## Problem details
Your output should be the lines of the entries below, exactly, from the first one through the line that holds "resolves one canonical".

## The data
- - - - -

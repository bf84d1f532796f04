//! mc-map-tiles: convert Minecraft map items into static web map tiles.

use std::path::PathBuf;
use std::process::ExitCode;

use anyhow::Result;
use clap::Parser;

use mc_map_tiles::config::read_worlds_conf;
use mc_map_tiles::convert::convert_all_worlds;

#[derive(Parser)]
#[command(
    name = "mc-map-tiles",
    about = "Convert Minecraft map-item save data into web-publishable tiles and metadata"
)]
struct Args {
    /// Root worlds config (JSON)
    config: PathBuf,

    /// Output directory for tiles and metadata
    output: PathBuf,
}

fn main() -> ExitCode {
    env_logger::Builder::from_env(env_logger::Env::default().default_filter_or("info")).init();
    let args = Args::parse();
    if let Err(err) = run(&args) {
        log::error!("{err:#}");
        return ExitCode::FAILURE;
    }
    ExitCode::SUCCESS
}

fn run(args: &Args) -> Result<()> {
    let conf = read_worlds_conf(&args.config)?;
    convert_all_worlds(&conf, &args.output)
}
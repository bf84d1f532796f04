//! mc-map-tiles: convert Minecraft map-item save data into web map tiles.
//!
//! The pipeline decodes `map_<id>.dat` NBT records, resolves one canonical
//! tile per grid cell of each configured logical map, encodes indexed-color
//! PNG tiles, and publishes versioned JSON metadata with atomic,
//! change-minimizing writes.

pub mod config;
pub mod convert;
pub mod coords;
pub mod metadata;
pub mod nbt;
pub mod palette;
pub mod publish;
pub mod render;
pub mod resolver;
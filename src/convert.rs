//! Per-world conversion and whole-run orchestration.

use std::collections::BTreeMap;
use std::path::Path;

use anyhow::Result;

use crate::config::{AllWorldsConf, WorldConf};
use crate::coords::TilePos;
use crate::metadata::{
    MapMetadata, RootMetadata, RoutesMetadata, TileMetadata, Timestamp, WorldMetadata, WorldStub,
};
use crate::publish::{WorldFiles, read_old_meta, root_meta_file, write_atomic};
use crate::resolver::{MapTiles, read_tiles};

type ResolvedTiles = BTreeMap<String, BTreeMap<TilePos, TileMetadata>>;

/// Publish the images of every re-encoded tile, stamping each published
/// tile with its image's new modification time.
fn write_tile_pngs(paths: &WorldFiles, converter_tiles: MapTiles) -> Result<ResolvedTiles> {
    let mut tile_count = 0;
    let mut updated = 0;
    let mut resolved = ResolvedTiles::new();
    for (map_key, cells) in converter_tiles {
        let mut tiles = BTreeMap::new();
        for (pos, tile) in cells {
            tile_count += 1;
            let meta = match tile.png_data {
                None => tile.tile,
                Some(png) => {
                    updated += 1;
                    let png_file = paths.tile_png_file(tile.tile.id);
                    write_atomic(&png_file, &png)?;
                    TileMetadata {
                        modified: Timestamp::from_mtime(&png_file).truncate_to_seconds(),
                        ..tile.tile
                    }
                }
            };
            tiles.insert(pos, meta);
        }
        resolved.insert(map_key, tiles);
    }
    log::info!("wrote {updated}/{tile_count} tile images");
    Ok(resolved)
}

fn create_map_metadata(conf: &WorldConf, tiles: &ResolvedTiles) -> BTreeMap<String, MapMetadata> {
    let empty = BTreeMap::new();
    conf.maps
        .iter()
        .map(|(map_key, map_conf)| {
            let map_tiles = tiles.get(map_key).unwrap_or(&empty);
            let axis = |pick: fn(&TilePos) -> i32| {
                let low = map_tiles.keys().map(pick).min().unwrap_or(0);
                let high = map_tiles.keys().map(pick).max().unwrap_or(0);
                (low, high)
            };
            let (min_x, max_x) = axis(|pos| pos.x);
            let (min_z, max_z) = axis(|pos| pos.z);
            let meta = MapMetadata {
                map_id: map_key.clone(),
                label: map_conf.label.clone(),
                scale: map_conf.scale,
                dimension: map_conf.dimension.clone(),
                min_pos: TilePos { x: min_x, z: min_z },
                max_pos: TilePos { x: max_x, z: max_z },
                show_routes: map_conf.routes,
                tiles: map_tiles.clone(),
            };
            (map_key.clone(), meta)
        })
        .collect()
}

/// Convert one world and publish its tiles and metadata.
pub fn convert_world(
    conf: &WorldConf,
    paths: &WorldFiles,
    old_meta: Option<&WorldMetadata>,
) -> Result<WorldMetadata> {
    let src_data_path = conf.path.join("data");
    let converter_tiles = read_tiles(conf, &src_data_path, paths, old_meta)?;
    let world_tiles = write_tile_pngs(paths, converter_tiles)?;

    let new_meta = WorldMetadata::new(
        paths.world_id.clone(),
        conf.label.clone(),
        conf.default_map.clone(),
        create_map_metadata(conf, &world_tiles),
        RoutesMetadata {
            nodes: conf.nodes.clone(),
            paths: conf.route_paths.clone(),
        },
    )?;

    let meta_file = paths.world_meta_file();
    if old_meta == Some(&new_meta) {
        log::info!(
            "world metadata unchanged, not writing {}",
            meta_file.display()
        );
    } else {
        log::info!("writing updated world metadata to {}", meta_file.display());
        write_atomic(&meta_file, &serde_json::to_vec(&new_meta)?)?;
    }
    Ok(new_meta)
}

/// Convert every configured world into the output directory.
///
/// A failing world is logged and dropped from the root document; the
/// remaining worlds still convert.
pub fn convert_all_worlds(all_worlds: &AllWorldsConf, root_dir: &Path) -> Result<()> {
    let root_file = root_meta_file(root_dir);
    let old_root: Option<RootMetadata> = read_old_meta(&root_file, "root");

    let mut stubs = BTreeMap::new();
    for (key, conf) in &all_worlds.worlds {
        let paths = WorldFiles::new(root_dir, key);
        let meta_file = paths.world_meta_file();
        let old_meta: Option<WorldMetadata> = read_old_meta(&meta_file, "world");

        log::info!("converting world {key:?}");
        match convert_world(conf, &paths, old_meta.as_ref()) {
            Ok(world_meta) => {
                stubs.insert(
                    key.clone(),
                    WorldStub {
                        label: world_meta.label,
                        modified: Timestamp::from_mtime(&meta_file).truncate_to_seconds(),
                    },
                );
            }
            Err(err) => log::error!("world {key:?} conversion failed: {err:#}"),
        }
    }

    let default_world = all_worlds
        .default_world
        .clone()
        .filter(|key| stubs.contains_key(key));
    let new_root = RootMetadata::new(stubs, default_world)?;
    if old_root.as_ref() == Some(&new_root) {
        log::info!(
            "root metadata unchanged, not writing {}",
            root_file.display()
        );
    } else {
        log::info!("writing updated root metadata to {}", root_file.display());
        write_atomic(&root_file, &serde_json::to_vec(&new_root)?)?;
    }
    Ok(())
}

- - - - -

## Response to the task
repository bf84d1f532796f04
//! mc-map-tiles: convert Minecraft map items into static web map tiles.

use std::path::PathBuf;
use std::process::ExitCode;

use anyhow::Result;
use clap::Parser;

use mc_map_tiles::config::read_worlds_conf;
use mc_map_tiles::convert::convert_all_worlds;

#[derive(Parser)]
#[command(
    name = "mc-map-tiles",
    about = "Convert Minecraft map-item save data into web-publishable tiles and metadata"
)]
struct Args {
    /// Root worlds config (JSON)
    config: PathBuf,

    /// Output directory for tiles and metadata
    output: PathBuf,
}

fn main() -> ExitCode {
    env_logger::Builder::from_env(env_logger::Env::default().default_filter_or("info")).init();
    let args = Args::parse();
    if let Err(err) = run(&args) {
        log::error!("{err:#}");
        return ExitCode::FAILURE;
    }
    ExitCode::SUCCESS
}

fn run(args: &Args) -> Result<()> {
    let conf = read_worlds_conf(&args.config)?;
    convert_all_worlds(&conf, &args.output)
}
repository bf84d1f532796f04
//! mc-map-tiles: convert Minecraft map-item save data into web map tiles.
//!
//! The pipeline decodes `map_<id>.dat` NBT records, resolves one canonical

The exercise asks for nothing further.